Over the past few months, we’ve been working with sixteen area farm families and their children to demonstrate the nutritional value of Quality Protein Maize (QPM) and teach entrepreneurship and business basics through a chicken-rearing project.  Sixteen children whose mothers are participants in our micro-credit program set out “to offer poultry meat to my neighbors and businesses in my community at a competitive price, achieve recognition as a young entrepreneur, and position myself as a producer of meat chickens.”

Thanks to your support, the boys and girls who participated in the project learned how to care for their chicks, and saw how they could contribute to their family’s income to break the cycle of poverty. They also learned about basic business practices such as how to factor in various production costs to determine the most profitable means of rearing chickens.

We obtained 64 broiler chicks from a poultry breeding farm in Costa Rica to start the project.  Sixteen children, 8 girls and 8 boys all about 10-12 years old, enrolled in the project.  All children were from families who were participating in either the SHI micro-credit program or the QPM seed production program.  Each child received 4 chicks.  Before the chicks were delivered, each family had to construct an enclosure to keep the chicks confined and safe from other animals, as well as provide a feeder and waterer.

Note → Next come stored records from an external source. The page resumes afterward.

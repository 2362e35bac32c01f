//! Shared application state.
//!
//! DESIGN
//! ======
//! `AppState` is injected into Axum handlers via the `State` extractor.
//! It holds the inbox of accepted submissions.

use std::sync::Arc;

use crate::services::inbox::Inbox;

/// Shared application state, injected into Axum handlers via State extractor.
/// Clone is required by Axum; inner fields are Arc-wrapped.
#[derive(Clone)]
pub struct AppState {
    pub inbox: Arc<Inbox>,
}

impl AppState {
    #[must_use]
    pub fn new(inbox_capacity: usize) -> Self {
        Self { inbox: Arc::new(Inbox::new(inbox_capacity)) }
    }
}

young boy with his newly constructed chicken pen

Carlos constructed a chicken pen using recycled materials

The children were randomly assigned one of four types of feed rations for their chicks.  Two rations contained QPM corn, one was supplemented with soybean meal and one had no supplemental protein.  The other two rations contained conventional corn, again, one with soybean meal as a protein supplement and one without.  Each of the four rations was fed to four groups of chicks during the last four weeks of the trial.  During the first three weeks, all the chicks received the same starter ration.  The rations were all balanced for energy and protein and supplemented with salt and mineral.

SHI staff weighed all the chicks weekly for seven weeks.  The final results are summarized in the table below.  The chicks that were fed the non-QPM corn supplemented with soy meal had the highest average ending weight, 6.05 kilograms (13.3 pounds) per bird.  The chicks that received the QPM-based ration without soy meal had the second heaviest average weight at the end of the seven weeks, 5.77 kilograms (12.7 pounds).  However, the chicks receiving the non-QPM + soy meal ration had a higher feed cost, which resulted in a smaller profit margin.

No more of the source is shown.